IRS Employees Told to Better Handle E-Mail With Sensitive Information
Watchdog says use of unencrypted messages puts taxpayer information at risk.
Internal Revenue Service employees do not always adhere to official policy on avoiding transmission of private taxpayer information on insecure email, a watchdog found.
Citing the risk of identity theft, the Treasury Inspector General for Tax Administration in a report released Thursday noted that messages sent to recipients outside the agency containing taxpayers’ personally identifiable information were sent using the IRS’ Enterprise e-Fax capability, which does not have encryption capability, or another approved software. Interoffice messages using Microsoft Outlook and attachments, sent on the agency’s Secure Enterprise Messaging System, are encrypted.
But when TIGTA auditors reviewed a random sample of email from 80 employees in the Small Business/Self Employed division in May and June 2015, it found that 39 (or 49 percent) of them sent a total of 326 unencrypted emails containing 8,031 different taxpayers’ personal tax return information. Extrapolating to the larger IRS staff unit, auditors calculated that 11,416 division employees over four weeks sent 95,396 unencrypted emails with private information for 2.4 million taxpayers. If that rate is typical, TIGTA estimated, that means more than 1.1 million unencrypted emails with personal information and tax return information of 28.2 million taxpayers could be sent annually.
Such acts are in violation of the IRS Internal Revenue Manual, and if deliberate, violate the privacy section of the U.S. Code. If a wronged taxpayer were to bring a successful civil action, the employee would be subject to punishment for a felony carrying a fine of up to $5,000 and/or a prison term of five years.
“It is critical that the Internal Revenue Service properly protect taxpayers’ personally identifiable and tax return information at all times,” said J. Russell George, Treasury Inspector General for Tax Administration. “Not only is this protection required by law; it is essential if taxpayers are to maintain a high level of confidence in the IRS’ mission.”
Auditors also found 20 emails that six employees sent to personal email accounts involved official IRS business. “SB/SE employees may not be aware of the restriction on using their personal email, because the Standards for Using Email in the IRM do not include this restriction,” the report said.

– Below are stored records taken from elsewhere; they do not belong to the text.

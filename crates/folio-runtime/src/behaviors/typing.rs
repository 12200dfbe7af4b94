#![forbid(unsafe_code)]

//! Typed headline: types each string one character at a time, holds it,
//! deletes it, and moves on to the next string in a cycle.

use core::time::Duration;

use folio_core::config::TypingConfig;
use folio_core::element::ElementId;

use crate::behavior::{Behavior, Cmd, Context, Slot};
use crate::scheduler::TaskHandle;

/// Markup appended after the visible text.
pub const CURSOR_HTML: &str = r#"<span class="typing-cursor">|</span>"#;

#[derive(Debug, Clone, Copy, PartialEq, Eq, Default)]
pub enum Phase {
    #[default]
    Typing,
    Deleting,
}

/// Which pause follows a tick.
#[derive(Debug, Clone, Copy, PartialEq, Eq)]
pub enum Pause {
    Type,
    Delete,
    /// The string is complete; hold before deleting.
    Hold,
    /// The string is gone; pause before typing the next one.
    Restart,
}

/// Pure typing state over a cyclic list of strings.
///
/// # Invariants
///
/// 1. `offset` stays within `[0, char_len(current)]`.
/// 2. After a delete reaches 0, `index` becomes `(index + 1) % len`.
#[derive(Debug, Clone, PartialEq, Eq)]
pub struct TypingState {
    texts: Vec<Vec<char>>,
    index: usize,
    offset: usize,
    phase: Phase,
}

impl TypingState {
    /// `None` when there is nothing to type.
    #[must_use]
    pub fn new<S: AsRef<str>>(texts: &[S]) -> Option<Self> {
        if texts.is_empty() {
            return None;
        }
        Some(Self {
            texts: texts.iter().map(|t| t.as_ref().chars().collect()).collect(),
            index: 0,
            offset: 0,
            phase: Phase::Typing,
        })
    }

    #[must_use]
    pub fn index(&self) -> usize {
        self.index
    }

    #[must_use]
    pub fn offset(&self) -> usize {
        self.offset
    }

    #[must_use]
    pub fn phase(&self) -> Phase {
        self.phase
    }

    /// Length in chars of the current string.
    #[must_use]
    pub fn current_len(&self) -> usize {
        self.texts[self.index].len()
    }

    /// The current string truncated to the offset.
    #[must_use]
    pub fn visible(&self) -> String {
        self.texts[self.index][..self.offset].iter().collect()
    }

    /// Advance one character and report the pause before the next tick.
    pub fn tick(&mut self) -> Pause {
        let len = self.current_len();
        match self.phase {
            Phase::Typing => {
                self.offset = (self.offset + 1).min(len);
                if self.offset == len {
                    self.phase = Phase::Deleting;
                    Pause::Hold
                } else {
                    Pause::Type
                }
            }
            Phase::Deleting => {
                self.offset = self.offset.saturating_sub(1);
                if self.offset == 0 {
                    self.phase = Phase::Typing;
                    self.index = (self.index + 1) % self.texts.len();
                    Pause::Restart
                } else {
                    Pause::Delete
                }
            }
        }
    }
}

/// Escape text for use inside element markup.
#[must_use]
pub fn escape_html(text: &str) -> String {
    let mut out = String::with_capacity(text.len());
    for c in text.chars() {
        match c {
            '&' => out.push_str("&amp;"),
            '<' => out.push_str("&lt;"),
            '>' => out.push_str("&gt;"),
            '"' => out.push_str("&quot;"),
            '\'' => out.push_str("&#39;"),
            _ => out.push(c),
        }
    }
    out
}

/// Drives a [`TypingState`] on one element.
#[derive(Debug)]
pub struct TypingAnimator {
    config: TypingConfig,
    element: Option<ElementId>,
    state: Option<TypingState>,
    tick: Option<TaskHandle>,
}

impl TypingAnimator {
    #[must_use]
    pub fn new(config: TypingConfig) -> Self {
        let state = TypingState::new(config.texts.as_slice());
        Self {
            config,
            element: None,
            state,
            tick: None,
        }
    }

    #[must_use]
    pub fn state(&self) -> Option<&TypingState> {
        self.state.as_ref()
    }

    /// Whether a tick is scheduled.
    #[must_use]
    pub fn is_running(&self) -> bool {
        self.tick.is_some()
    }

    fn pause(&self, pause: Pause) -> Duration {
        let ms = match pause {
            Pause::Type => self.config.type_speed_ms,
            Pause::Delete => self.config.delete_speed_ms,
            Pause::Hold => self.config.delay_between_ms,
            Pause::Restart => self.config.restart_pause_ms,
        };
        Duration::from_millis(ms)
    }

    fn render(&self, cx: &mut Context<'_>) {
        let (Some(el), Some(state)) = (self.element, self.state.as_ref()) else {
            return;
        };
        let html = format!("{}{CURSOR_HTML}", escape_html(&state.visible()));
        cx.page().set_inner_html(el, &html);
    }
}

impl Behavior for TypingAnimator {
    fn slot(&self) -> Slot {
        Slot::Typing
    }

    fn start(&mut self, cx: &mut Context<'_>) -> Cmd {
        self.element = cx.page().element_by_id(&self.config.element_id);
        let Some(el) = self.element else {
            tracing::debug!(id = %self.config.element_id, "typing element not found");
            return Cmd::None;
        };
        if self.state.is_none() {
            tracing::debug!("no typing texts configured");
            return Cmd::None;
        }
        cx.page().set_inner_html(el, CURSOR_HTML);
        self.tick = Some(cx.set_timeout(Duration::from_millis(self.config.start_delay_ms)));
        Cmd::None
    }

    fn on_task(&mut self, task: TaskHandle, cx: &mut Context<'_>) -> Cmd {
        if self.tick != Some(task) {
            return Cmd::None;
        }
        self.tick = None;
        let Some(state) = self.state.as_mut() else {
            return Cmd::None;
        };
        let pause = state.tick();
        self.render(cx);
        let delay = self.pause(pause);
        self.tick = Some(cx.set_timeout(delay));
        Cmd::None
    }

    fn stop(&mut self, cx: &mut Context<'_>) {
        if let Some(tick) = self.tick.take() {
            cx.cancel(tick);
        }
    }
}

#[cfg(test)]
mod tests {
    use super::*;
    use crate::scheduler::Scheduler;
    use folio_core::headless::HeadlessPage;
    use folio_core::page::Page;
    use pretty_assertions::assert_eq;

    #[test]
    fn state_cycles_through_texts() {
        let mut state = TypingState::new(&["A", "BB"]).unwrap();
        let mut shown = Vec::new();
        let mut pauses = Vec::new();
        for _ in 0..7 {
            pauses.push(state.tick());
            shown.push(state.visible());
        }
        assert_eq!(shown, vec!["A", "", "B", "BB", "B", "", "A"]);
        assert_eq!(
            pauses,
            vec![
                Pause::Hold,
                Pause::Restart,
                Pause::Type,
                Pause::Hold,
                Pause::Delete,
                Pause::Restart,
                Pause::Hold,
            ]
        );
    }

    #[test]
    fn empty_string_still_advances() {
        let mut state = TypingState::new(&["", "x"]).unwrap();
        assert_eq!(state.tick(), Pause::Hold);
        assert_eq!(state.tick(), Pause::Restart);
        assert_eq!(state.index(), 1);
        assert!(TypingState::new::<&str>(&[]).is_none());
    }

    #[test]
    fn offsets_count_chars() {
        let mut state = TypingState::new(&["héllo"]).unwrap();
        state.tick();
        state.tick();
        assert_eq!(state.visible(), "hé");
        assert_eq!(state.current_len(), 5);
    }

    #[test]
    fn escapes_markup() {
        assert_eq!(escape_html("<b>&\"'"), "&lt;b&gt;&amp;&quot;&#39;");
        assert_eq!(escape_html("plain"), "plain");
    }

    #[test]
    fn start_shows_cursor_then_types_after_delay() {
        let mut page = HeadlessPage::new();
        let body = page.body().unwrap();
        let el = page.build(body, "span").id("typingText").done();
        let mut s = Scheduler::new();
        let cfg = TypingConfig::default().with_texts(["Hi"]);
        let mut anim = TypingAnimator::new(cfg);

        anim.start(&mut Context::new(&mut page, &mut s, Slot::Typing));
        assert_eq!(page.inner_html(el), Some(CURSOR_HTML));
        assert_eq!(s.next_deadline(), Some(Duration::from_millis(1000)));

        let due = s.pop_due(Duration::from_millis(1000)).unwrap();
        anim.on_task(due.handle, &mut Context::new(&mut page, &mut s, Slot::Typing));
        assert_eq!(
            page.inner_html(el),
            Some(r#"H<span class="typing-cursor">|</span>"#)
        );
        assert_eq!(s.next_deadline(), Some(Duration::from_millis(1100)));
    }

    #[test]
    fn stop_cancels_pending_tick() {
        let mut page = HeadlessPage::new();
        let body = page.body().unwrap();
        page.build(body, "span").id("typingText").done();
        let mut s = Scheduler::new();
        let mut anim = TypingAnimator::new(TypingConfig::portfolio());
        anim.start(&mut Context::new(&mut page, &mut s, Slot::Typing));
        assert!(anim.is_running());

        anim.stop(&mut Context::new(&mut page, &mut s, Slot::Typing));
        assert!(!anim.is_running());
        assert_eq!(s.pending(), 0);
    }

    #[test]
    fn missing_element_is_inert() {
        let mut page = HeadlessPage::new();
        let mut s = Scheduler::new();
        let mut anim = TypingAnimator::new(TypingConfig::portfolio());
        anim.start(&mut Context::new(&mut page, &mut s, Slot::Typing));
        assert_eq!(s.pending(), 0);
    }
}
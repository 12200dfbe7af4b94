#![forbid(unsafe_code)]

//! Stat headings ("250+", "12 yrs") count up from zero the first time they
//! scroll into view, keeping their non-digit characters as a suffix.

use std::collections::{HashMap, HashSet};

use folio_core::config::StatsConfig;
use folio_core::element::{ElementId, ObserverId};
use folio_core::event::PageEvent;
use folio_core::page::IntersectionOptions;

use crate::behavior::{Behavior, Cmd, Context, Slot};
use crate::scheduler::TaskHandle;

/// Split a stat label into its number (every digit, concatenated) and its
/// suffix (every other character, in order).
///
/// Returns `None` without digits, or when the digits overflow `u64`.
#[must_use]
pub fn parse_stat(text: &str) -> Option<(u64, String)> {
    let (digits, suffix): (String, String) = text.chars().partition(char::is_ascii_digit);
    let target = digits.parse().ok()?;
    Some((target, suffix))
}

/// Value shown at `step` of `steps`: `floor(target * step / steps)`, and
/// exactly `target` from the last step on.
#[must_use]
pub fn count_at(target: u64, step: u32, steps: u32) -> u64 {
    let steps = steps.max(1);
    if step >= steps {
        return target;
    }
    (u128::from(target) * u128::from(step) / u128::from(steps)) as u64
}

#[derive(Debug)]
struct Counter {
    el: ElementId,
    target: u64,
    suffix: String,
    step: u32,
}

#[derive(Debug)]
pub struct StatsCounter {
    config: StatsConfig,
    observer: Option<ObserverId>,
    seen: HashSet<ElementId>,
    running: HashMap<TaskHandle, Counter>,
}

impl StatsCounter {
    #[must_use]
    pub fn new(config: StatsConfig) -> Self {
        Self {
            config,
            observer: None,
            seen: HashSet::new(),
            running: HashMap::new(),
        }
    }

    #[must_use]
    pub fn has_seen(&self, el: ElementId) -> bool {
        self.seen.contains(&el)
    }

    #[must_use]
    pub fn counting(&self) -> usize {
        self.running.len()
    }

    fn begin(&mut self, el: ElementId, cx: &mut Context<'_>) {
        if !self.seen.insert(el) {
            return;
        }
        let text = cx.page().text(el);
        let Some((target, suffix)) = parse_stat(&text) else {
            tracing::debug!(%el, %text, "stat has no number to count");
            return;
        };
        let interval = cx.set_interval(self.config.step_interval());
        self.running.insert(
            interval,
            Counter {
                el,
                target,
                suffix,
                step: 0,
            },
        );
    }
}

impl Behavior for StatsCounter {
    fn slot(&self) -> Slot {
        Slot::Stats
    }

    fn start(&mut self, cx: &mut Context<'_>) -> Cmd {
        let page = cx.page();
        let observer = page.create_observer(IntersectionOptions::new(self.config.threshold));
        for el in page.query_all(&self.config.selector) {
            page.observe(observer, el);
        }
        self.observer = Some(observer);
        Cmd::None
    }

    fn on_event(&mut self, event: &PageEvent, cx: &mut Context<'_>) -> Cmd {
        if let PageEvent::Intersection { observer, entries } = event
            && Some(*observer) == self.observer
        {
            for entry in entries.iter().filter(|e| e.is_intersecting) {
                self.begin(entry.target, cx);
            }
        }
        Cmd::None
    }

    fn on_task(&mut self, task: TaskHandle, cx: &mut Context<'_>) -> Cmd {
        let Some(counter) = self.running.get_mut(&task) else {
            return Cmd::None;
        };
        counter.step += 1;
        let value = count_at(counter.target, counter.step, self.config.steps);
        let shown = format!("{value}{}", counter.suffix);
        cx.page().set_text(counter.el, &shown);
        if counter.step >= self.config.steps {
            self.running.remove(&task);
            cx.cancel(task);
        }
        Cmd::None
    }

    fn stop(&mut self, cx: &mut Context<'_>) {
        if let Some(observer) = self.observer.take() {
            cx.page().disconnect(observer);
        }
        for (_, counter) in self.running.drain() {
            let shown = format!("{}{}", counter.target, counter.suffix);
            cx.page().set_text(counter.el, &shown);
        }
        cx.cancel_mine();
    }
}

TIGTA made five recommendations, including that the agency explore the feasibility of a systemic solution to the failure to consistently use encrypted email systems; improve training for line employees and managers, including imposing disciplinary action on violators; require the IRS chief technology officer to update the manual’s standards for email use; and update the EEFax system to allow it to handle encrypted messages.
IRS agreed with the recommendations.